Eating strategy for weight loss
ByMore from Helen Nearing’s book Simple Food:
“Why go to a lot of trouble, and use a lot of time and energy, just feeding the body? By keeping foods and meals simple and easy, the tasks may be so shortened that there is little labor involved. Keep frills and fanciness to a minimum. Keep fundamentals in the foreground. Try to get the most nourishment for the least effort. Learn what foods the body requires – the vitamins, minerals and proteins for good functioning. Find the natural right diet and stick to it.”
“I believe the work of feeding people could be simplified to such a point that it would take less time to prepare a meal than to eat it, whereas now it is usually the other way around. Perhaps that might be the test for rational eating. If you eat for half an hour, or an hour, put only that much (or less) time into preparation; no more. Then you would be closer to living simply on simple food.”
“. . . Eat with one dish or bowl. Eliminate all nonessentials in tools and utensils as well as elaboration in food preparation.”

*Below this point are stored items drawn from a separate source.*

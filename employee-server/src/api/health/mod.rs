//! 健康检查路由
//!
//! | 路径 | 方法 | 说明 | 认证 |
//! |------|------|------|------|
//! | /health | GET | 服务与数据库状态 | 无 |
//!
//! ```json
//! { "status": "healthy", "version": "0.1.0", "database": { "status": "ok", "latency_ms": 0 } }
//! ```

use axum::{Json, Router, extract::State, routing::get};
use serde::Serialize;

use crate::core::ServerState;

/// 健康检查路由 - 公共路由 (无需认证)
pub fn router() -> Router<ServerState> {
    Router::new().route("/health", get(health))
}

#[derive(Serialize)]
pub struct HealthResponse {
    /// healthy | degraded
    status: &'static str,
    version: &'static str,
    database: CheckResult,
}

/// 单项检查结果
#[derive(Serialize)]
pub struct CheckResult {
    /// ok | error
    status: &'static str,
    #[serde(skip_serializing_if = "Option::is_none")]
    latency_ms: Option<u64>,
    #[serde(skip_serializing_if = "Option::is_none")]
    message: Option<String>,
}

pub async fn health(State(state): State<ServerState>) -> Json<HealthResponse> {
    let db_start = std::time::Instant::now();
    let database = match state.db.health().await {
        Ok(()) => CheckResult {
            status: "ok",
            latency_ms: Some(db_start.elapsed().as_millis() as u64),
            message: None,
        },
        Err(e) => CheckResult {
            status: "error",
            latency_ms: None,
            message: Some(format!("Database error: {}", e)),
        },
    };

    Json(HealthResponse {
        status: if database.status == "ok" {
            "healthy"
        } else {
            "degraded"
        },
        version: env!("CARGO_PKG_VERSION"),
        database,
    })
}
//! Employee input validation
//!
//! Every rule is checked independently and all failures are collected, so a
//! caller gets the complete error set in one response. Valid input comes back
//! normalized (strings trimmed).

use std::collections::BTreeMap;

use chrono::NaiveDate;
use serde::de::DeserializeOwned;
use serde_json::{Map, Value};
use shared::AppError;
use shared::models::{
    Employee, EmployeeInput, EmployeeUpdate, MAX_DEPARTMENT_LEN, MAX_EMPLOYEE_ID_LEN,
    MAX_NAME_LEN, MAX_SKILL_LEN,
};

use super::time::is_future;

pub const SALARY_NEGATIVE: &str = "salary must be non-negative";
pub const JOINING_DATE_IN_FUTURE: &str = "joining date cannot be in the future";
pub const EMPLOYEE_ID_IMMUTABLE: &str = "employee_id cannot be changed";

/// Field-level validation errors, keyed by field name
#[derive(Debug, Clone, Default, PartialEq)]
pub struct FieldErrors(BTreeMap<String, Vec<String>>);

impl FieldErrors {
    pub fn new() -> Self {
        Self::default()
    }

    pub fn add(&mut self, field: &str, message: impl Into<String>) {
        self.0
            .entry(field.to_string())
            .or_default()
            .push(message.into());
    }

    pub fn is_empty(&self) -> bool {
        self.0.is_empty()
    }

    /// Total number of messages across all fields
    pub fn len(&self) -> usize {
        self.0.values().map(Vec::len).sum()
    }

    pub fn get(&self, field: &str) -> Option<&[String]> {
        self.0.get(field).map(Vec::as_slice)
    }

    pub fn fields(&self) -> impl Iterator<Item = &str> {
        self.0.keys().map(String::as_str)
    }

    /// Replace this set's messages for every field `other` reports
    fn overridden_by(mut self, other: FieldErrors) -> Self {
        self.0.extend(other.0);
        self
    }

    fn finish<T>(self, value: impl FnOnce() -> T) -> Result<T, FieldErrors> {
        if self.is_empty() {
            Ok(value())
        } else {
            Err(self)
        }
    }
}

impl From<FieldErrors> for AppError {
    fn from(errors: FieldErrors) -> Self {
        errors
            .0
            .into_iter()
            .fold(AppError::validation("Validation failed"), |err, (field, messages)| {
                err.with_detail(field, messages)
            })
    }
}

/// Decode a JSON object field by field
///
/// A field whose value has the wrong type is reported and left unset, so
/// type errors are collected together with the rule checks that follow.
/// `null` counts as absent. Unknown keys are ignored.
pub fn decode_input(mut body: Map<String, Value>) -> (EmployeeInput, FieldErrors) {
    let mut errors = FieldErrors::new();
    let input = EmployeeInput {
        employee_id: decode_field(&mut body, "employee_id", "a string", &mut errors),
        name: decode_field(&mut body, "name", "a string", &mut errors),
        department: decode_field(&mut body, "department", "a string", &mut errors),
        salary: decode_field(&mut body, "salary", "a number", &mut errors),
        joining_date: decode_field(
            &mut body,
            "joining_date",
            "a date in YYYY-MM-DD format",
            &mut errors,
        ),
        skills: decode_field(&mut body, "skills", "a list of strings", &mut errors),
    };
    (input, errors)
}

fn decode_field<T: DeserializeOwned>(
    body: &mut Map<String, Value>,
    field: &str,
    expected: &str,
    errors: &mut FieldErrors,
) -> Option<T> {
    match body.remove(field) {
        None | Some(Value::Null) => None,
        Some(value) => match serde_json::from_value(value) {
            Ok(value) => Some(value),
            Err(_) => {
                errors.add(field, format!("{field} must be {expected}"));
                None
            }
        },
    }
}

/// Decode and validate a create body
pub fn parse_create(body: Map<String, Value>, today: NaiveDate) -> Result<Employee, FieldErrors> {
    let (input, type_errors) = decode_input(body);
    with_type_errors(validate_create(input, today), type_errors)
}

/// Decode and validate a partial update body
pub fn parse_update(
    employee_id: &str,
    body: Map<String, Value>,
    today: NaiveDate,
) -> Result<EmployeeUpdate, FieldErrors> {
    let (input, type_errors) = decode_input(body);
    with_type_errors(validate_update(employee_id, input, today), type_errors)
}

// A mistyped field is unset after decoding; its type error replaces the
// "is required" that validation reports for it.
fn with_type_errors<T>(
    result: Result<T, FieldErrors>,
    type_errors: FieldErrors,
) -> Result<T, FieldErrors> {
    match result {
        Ok(value) if type_errors.is_empty() => Ok(value),
        Ok(_) => Err(type_errors),
        Err(errors) => Err(errors.overridden_by(type_errors)),
    }
}

/// Validate a create payload into a full record
///
/// Missing required fields are reported alongside rule violations. `skills`
/// is optional and defaults to empty.
pub fn validate_create(input: EmployeeInput, today: NaiveDate) -> Result<Employee, FieldErrors> {
    let mut errors = FieldErrors::new();

    let employee_id = required(&mut errors, "employee_id", input.employee_id)
        .and_then(|v| check_text(&mut errors, "employee_id", &v, MAX_EMPLOYEE_ID_LEN));
    let name = required(&mut errors, "name", input.name)
        .and_then(|v| check_text(&mut errors, "name", &v, MAX_NAME_LEN));
    let department = required(&mut errors, "department", input.department)
        .and_then(|v| check_text(&mut errors, "department", &v, MAX_DEPARTMENT_LEN));
    let salary = required(&mut errors, "salary", input.salary)
        .and_then(|v| check_salary(&mut errors, v));
    let joining_date = required(&mut errors, "joining_date", input.joining_date)
        .and_then(|v| check_joining_date(&mut errors, v, today));
    let skills = check_skills(&mut errors, input.skills.unwrap_or_default());

    match (employee_id, name, department, salary, joining_date, skills) {
        (
            Some(employee_id),
            Some(name),
            Some(department),
            Some(salary),
            Some(joining_date),
            Some(skills),
        ) if errors.is_empty() => Ok(Employee {
            employee_id,
            name,
            department,
            salary,
            joining_date,
            skills,
        }),
        _ => Err(errors),
    }
}

/// Validate a partial update; only supplied fields are checked
///
/// `employee_id` is the identity key: repeating the current value is
/// accepted and ignored, any other value is an error.
pub fn validate_update(
    employee_id: &str,
    input: EmployeeInput,
    today: NaiveDate,
) -> Result<EmployeeUpdate, FieldErrors> {
    let mut errors = FieldErrors::new();

    if input
        .employee_id
        .as_deref()
        .is_some_and(|new_id| new_id.trim() != employee_id)
    {
        errors.add("employee_id", EMPLOYEE_ID_IMMUTABLE);
    }

    let name = input
        .name
        .and_then(|v| check_text(&mut errors, "name", &v, MAX_NAME_LEN));
    let department = input
        .department
        .and_then(|v| check_text(&mut errors, "department", &v, MAX_DEPARTMENT_LEN));
    let salary = input.salary.and_then(|v| check_salary(&mut errors, v));
    let joining_date = input
        .joining_date
        .and_then(|v| check_joining_date(&mut errors, v, today));
    let skills = input.skills.and_then(|v| check_skills(&mut errors, v));

    errors.finish(|| EmployeeUpdate {
        name,
        department,
        salary,
        joining_date,
        skills,
    })
}

fn required<T>(errors: &mut FieldErrors, field: &str, value: Option<T>) -> Option<T> {
    if value.is_none() {
        errors.add(field, format!("{field} is required"));
    }
    value
}

/// Trimmed, non-empty and at most `max_len` characters
fn check_text(errors: &mut FieldErrors, field: &str, value: &str, max_len: usize) -> Option<String> {
    let trimmed = value.trim();
    if trimmed.is_empty() {
        errors.add(field, format!("{field} must not be empty"));
        return None;
    }
    let len = trimmed.chars().count();
    if len > max_len {
        errors.add(
            field,
            format!("{field} must be at most {max_len} characters ({len} given)"),
        );
        return None;
    }
    Some(trimmed.to_string())
}

fn check_salary(errors: &mut FieldErrors, salary: f64) -> Option<f64> {
    // NaN fails the comparison as well
    if salary >= 0.0 {
        Some(salary)
    } else {
        errors.add("salary", SALARY_NEGATIVE);
        None
    }
}

fn check_joining_date(
    errors: &mut FieldErrors,
    joining_date: NaiveDate,
    today: NaiveDate,
) -> Option<NaiveDate> {
    if is_future(joining_date, today) {
        errors.add("joining_date", JOINING_DATE_IN_FUTURE);
        None
    } else {
        Some(joining_date)
    }
}

fn check_skills(errors: &mut FieldErrors, skills: Vec<String>) -> Option<Vec<String>> {
    let before = errors.len();
    let skills: Vec<String> = skills
        .iter()
        .filter_map(|skill| check_text(errors, "skills", skill, MAX_SKILL_LEN))
        .collect();
    (errors.len() == before).then_some(skills)
}
//! Shared types for the employee service
//!
//! Error types, response envelopes, request query types and the employee
//! record schema used by `employee-server` and its clients.

pub mod error;
pub mod models;
pub mod request;
pub mod response;

// Re-exports
pub use error::{ApiResponse, AppError, AppResult, ErrorCategory, ErrorCode};
pub use request::{PageRequest, PaginationQuery};
pub use response::Page;
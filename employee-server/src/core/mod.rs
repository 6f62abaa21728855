//! 核心模块 - 服务器配置、状态和错误定义
//!
//! - [`Config`] - 服务配置
//! - [`ServerState`] - 共享状态
//! - [`Server`] - HTTP 服务器
//! - [`ServerError`] - 启动错误

pub mod config;
pub mod error;
pub mod server;
pub mod state;

pub use config::Config;
pub use error::{Result, ServerError};
pub use server::Server;
pub use state::ServerState;
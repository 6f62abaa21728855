//! API Response types
//!
//! Envelope for paginated list endpoints

use serde::{Deserialize, Serialize};

use crate::request::PageRequest;

/// One page of list results
///
/// ```json
/// {
///     "count": 12,
///     "page": 2,
///     "page_size": 5,
///     "total_pages": 3,
///     "next": 3,
///     "previous": 1,
///     "results": [ ... ]
/// }
/// ```
#[derive(Debug, Clone, Serialize, Deserialize)]
pub struct Page<T> {
    /// Total records matching the filter
    pub count: u64,
    /// Current page number (1-based)
    pub page: u32,
    /// Items per page
    pub page_size: u32,
    /// Total pages (at least 1)
    pub total_pages: u32,
    /// Next page number, if any
    pub next: Option<u32>,
    /// Previous page number, if any
    pub previous: Option<u32>,
    /// Records on this page
    pub results: Vec<T>,
}

impl<T> Page<T> {
    pub fn new(results: Vec<T>, count: u64, request: PageRequest) -> Self {
        let total_pages = total_pages(count, request.size);
        let next = (request.number < total_pages).then(|| request.number + 1);
        let previous = (request.number > 1).then(|| request.number - 1);

        Self {
            count,
            page: request.number,
            page_size: request.size,
            total_pages,
            next,
            previous,
            results,
        }
    }
}

/// Number of pages needed for `count` records; an empty result still has one page.
pub fn total_pages(count: u64, size: u32) -> u32 {
    if size == 0 {
        return 1;
    }
    count.div_ceil(size as u64).max(1) as u32
}
//! Error types and API response structures

use super::codes::ErrorCode;
use axum::extract::rejection::{JsonRejection, QueryRejection};
use http::StatusCode;
use serde::{Deserialize, Serialize};
use serde_json::Value;
use std::collections::HashMap;
use thiserror::Error;

/// Application error with structured error code and details
///
/// - Standardized error codes via [`ErrorCode`]
/// - Human-readable messages
/// - Optional structured details (field-level errors, context)
#[derive(Debug, Clone, Error)]
#[error("{message}")]
pub struct AppError {
    /// The error code identifying the type of error
    pub code: ErrorCode,
    /// Human-readable error message
    pub message: String,
    /// Optional additional details (field-level errors, context, etc.)
    pub details: Option<HashMap<String, Value>>,
}

impl AppError {
    /// Create a new error with the default message for the error code
    pub fn new(code: ErrorCode) -> Self {
        Self {
            message: code.message().to_string(),
            code,
            details: None,
        }
    }

    /// Create a new error with a custom message
    pub fn with_message(code: ErrorCode, message: impl Into<String>) -> Self {
        Self {
            code,
            message: message.into(),
            details: None,
        }
    }

    /// Add a detail entry to this error
    pub fn with_detail(mut self, key: impl Into<String>, value: impl Into<Value>) -> Self {
        self.details
            .get_or_insert_with(HashMap::new)
            .insert(key.into(), value.into());
        self
    }

    /// Get the HTTP status code for this error
    pub fn http_status(&self) -> StatusCode {
        self.code.http_status()
    }

    // ==================== Convenience constructors ====================

    /// Create a validation error
    pub fn validation(msg: impl Into<String>) -> Self {
        Self::with_message(ErrorCode::ValidationFailed, msg)
    }

    /// Create a not found error
    pub fn not_found(resource: impl Into<String>) -> Self {
        Self::new(ErrorCode::NotFound).with_detail("resource", resource.into())
    }

    /// Create an employee not found error
    pub fn employee_not_found(employee_id: impl Into<String>) -> Self {
        Self::new(ErrorCode::EmployeeNotFound).with_detail("employee_id", employee_id.into())
    }

    /// Create a not authenticated error
    pub fn unauthorized() -> Self {
        Self::new(ErrorCode::NotAuthenticated)
    }

    /// Create an invalid token error
    pub fn invalid_token(msg: impl Into<String>) -> Self {
        Self::with_message(ErrorCode::TokenInvalid, msg)
    }

    /// Create a token expired error
    pub fn token_expired() -> Self {
        Self::new(ErrorCode::TokenExpired)
    }

    /// Create a database error
    pub fn database(msg: impl Into<String>) -> Self {
        Self::with_message(ErrorCode::DatabaseError, msg)
    }

    /// Create an invalid request error
    pub fn invalid_request(msg: impl Into<String>) -> Self {
        Self::with_message(ErrorCode::InvalidRequest, msg)
    }

    /// Create a missing required parameter error
    pub fn required(msg: impl Into<String>) -> Self {
        Self::with_message(ErrorCode::RequiredField, msg)
    }
}

impl From<JsonRejection> for AppError {
    fn from(rejection: JsonRejection) -> Self {
        Self::invalid_request(rejection.body_text())
    }
}

impl From<QueryRejection> for AppError {
    fn from(rejection: QueryRejection) -> Self {
        Self::invalid_request(rejection.body_text())
    }
}

/// Error response body
///
/// Successful responses return the resource itself; only failures are
/// wrapped.
///
/// - `code`: Error code
/// - `message`: Human-readable message
/// - `details`: Field errors or context, omitted when empty
#[derive(Debug, Clone, Serialize, Deserialize)]
pub struct ApiResponse {
    /// Error code
    pub code: u16,
    /// Human-readable message
    pub message: String,
    /// Additional error details
    #[serde(skip_serializing_if = "Option::is_none")]
    pub details: Option<HashMap<String, Value>>,
}

impl ApiResponse {
    /// Create an error response from an AppError
    pub fn error(err: &AppError) -> Self {
        Self {
            code: err.code.code(),
            message: err.message.clone(),
            details: err.details.clone(),
        }
    }
}

/// Type alias for Result with AppError
pub type AppResult<T> = Result<T, AppError>;

// ===== Axum Integration =====

impl axum::response::IntoResponse for AppError {
    fn into_response(self) -> axum::response::Response {
        use axum::Json;

        let status = self.http_status();
        let mut body = ApiResponse::error(&self);

        // System errors are logged in full; the client only sees the generic message
        if matches!(self.code.category(), super::category::ErrorCategory::System) {
            tracing::error!(
                category = self.code.category().name(),
                code = %self.code,
                message = %self.message,
                "System error occurred"
            );
            body.message = self.code.message().to_string();
            body.details = None;
        }

        (status, Json(body)).into_response()
    }
}
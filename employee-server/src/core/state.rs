use std::sync::Arc;

use surrealdb::Surreal;
use surrealdb::engine::local::Db;

use crate::auth::JwtService;
use crate::core::{Config, Result};
use crate::db::DbService;
use crate::db::repository::EmployeeRepository;

/// 服务器状态 - 持有所有服务的共享引用
///
/// 所有字段都是廉价克隆 (配置 + 数据库句柄 + Arc)，handler 之间无共享可变状态。
///
/// | 字段 | 类型 | 说明 |
/// |------|------|------|
/// | config | Config | 配置项 (不可变) |
/// | db | Surreal<Db> | 嵌入式数据库 |
/// | jwt_service | Arc<JwtService> | JWT 认证服务 |
#[derive(Clone, Debug)]
pub struct ServerState {
    /// 服务器配置
    pub config: Config,
    /// 嵌入式数据库 (SurrealDB)
    pub db: Surreal<Db>,
    /// JWT 认证服务
    pub jwt_service: Arc<JwtService>,
}

impl ServerState {
    /// 手动构造 (测试中配合已打开的数据库使用)
    pub fn new(config: Config, db: Surreal<Db>, jwt_service: Arc<JwtService>) -> Self {
        Self {
            config,
            db,
            jwt_service,
        }
    }

    /// 初始化服务器状态
    ///
    /// 1. 校验 JWT 配置 (生产环境缺少密钥直接失败)
    /// 2. 打开数据库并应用 schema
    pub async fn initialize(config: &Config) -> Result<Self> {
        config.jwt.validate(config.is_production())?;

        let db_service = DbService::new(config).await?;
        let jwt_service = Arc::new(JwtService::with_config(config.jwt.clone()));

        Ok(Self::new(config.clone(), db_service.db, jwt_service))
    }

    /// 员工仓储
    pub fn employees(&self) -> EmployeeRepository {
        EmployeeRepository::new(self.db.clone())
    }
}
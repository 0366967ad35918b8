//! Outcome of a single chat completion request

use std::fmt;
use std::time::Duration;

/// Result of one chat completion call.
///
/// A transport failure leaves `latency` empty and reports zero tokens; a
/// response that arrived with an unexpected status or body keeps its latency
/// but carries no token count.
#[derive(Clone, Debug, PartialEq)]
pub struct RequestOutcome {
    pub latency: Option<Duration>,
    pub success: bool,
    pub error: Option<String>,
    pub tokens: Option<u64>,
}

impl RequestOutcome {
    pub fn success(latency: Duration, tokens: u64) -> Self {
        Self {
            latency: Some(latency),
            success: true,
            error: None,
            tokens: Some(tokens),
        }
    }

    /// The server answered, but not with a usable completion
    pub fn rejected(latency: Duration, error: impl Into<String>) -> Self {
        Self {
            latency: Some(latency),
            success: false,
            error: Some(error.into()),
            tokens: None,
        }
    }

    /// The request never produced a response
    pub fn transport_failure(error: impl Into<String>) -> Self {
        Self {
            latency: None,
            success: false,
            error: Some(error.into()),
            tokens: Some(0),
        }
    }

    pub fn latency_secs(&self) -> Option<f64> {
        self.latency.map(|l| l.as_secs_f64())
    }
}

impl fmt::Display for RequestOutcome {
    fn fmt(&self, f: &mut fmt::Formatter<'_>) -> fmt::Result {
        let status = if self.success { "ok" } else { "failed" };
        match self.latency {
            Some(latency) => write!(f, "{} [{}ms]", status, latency.as_millis())?,
            None => write!(f, "{status} [no response]")?,
        }
        if let Some(tokens) = self.tokens {
            write!(f, " tokens={tokens}")?;
        }
        if let Some(err) = &self.error {
            write!(f, " - {err}")?;
        }
        Ok(())
    }
}

#[cfg(test)]
mod tests {
    use super::*;

    #[test]
    fn test_success_outcome() {
        let outcome = RequestOutcome::success(Duration::from_millis(1500), 42);
        assert!(outcome.success);
        assert_eq!(outcome.tokens, Some(42));
        assert_eq!(outcome.latency_secs(), Some(1.5));
        assert!(outcome.error.is_none());
    }

    #[test]
    fn test_transport_failure_reports_zero_tokens() {
        let outcome = RequestOutcome::transport_failure("connection refused");
        assert!(!outcome.success);
        assert!(outcome.latency.is_none());
        assert_eq!(outcome.tokens, Some(0));
        assert_eq!(outcome.error.as_deref(), Some("connection refused"));
    }

    #[test]
    fn test_rejected_keeps_latency() {
        let outcome = RequestOutcome::rejected(Duration::from_secs(2), "overloaded");
        assert!(!outcome.success);
        assert_eq!(outcome.latency, Some(Duration::from_secs(2)));
        assert!(outcome.tokens.is_none());
    }

    #[test]
    fn test_display() {
        let outcome = RequestOutcome::transport_failure("timed out");
        assert_eq!(outcome.to_string(), "failed [no response] tokens=0 - timed out");
    }
}
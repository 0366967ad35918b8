//! HTTP client module
//!
//! Chat completion wire types and the client used to send them.

mod client;

pub use client::{ChatClient, ChatRequest, HttpError};
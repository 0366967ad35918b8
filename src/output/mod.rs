//! Output formatting module
//!
//! Human-readable report lines printed while the ramp runs.

mod formatter;

pub use formatter::{
    format_bottleneck, format_ceiling_reached, format_error, format_level, format_start,
};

“Nutritional value should come before taste value: so should economy and ease of preparation. Our menus are simple, but vary within the daily pattern; some fruit or fruit juice and our own herb tea for breakfast; a hearty vegetable soup, with boiled grains, peanut butter, honey and apples for lunch; a big salad, some cooked vegetable from the garden and a fruit dessert for supper. Every day the soup can be different. The grain can be millet, buckwheat, oats, wheat or rye. The salad need never be the same. The vegetables vary with the season. Our dessert can be any of many fruits, raw or cooked. But the general pattern remains, so that the diet is uninvolved and the preparation uncomplicated.”
I really like this approach to eating, food choices, and food preparation. It’s all about simplification of process and minimizing our attachment to sensory stimulation. Its really about developing habits that limit and simplify the strategies and activities for nutritional excellence.
I believe that an effective strategy doesn’t have to be complicated. One can develop a working pattern (e.g., a “daily menu” that one sticks to) and still have the variation within that system to prevent boredom (which can backfire) and to ensure micronutrient diversity and coverage.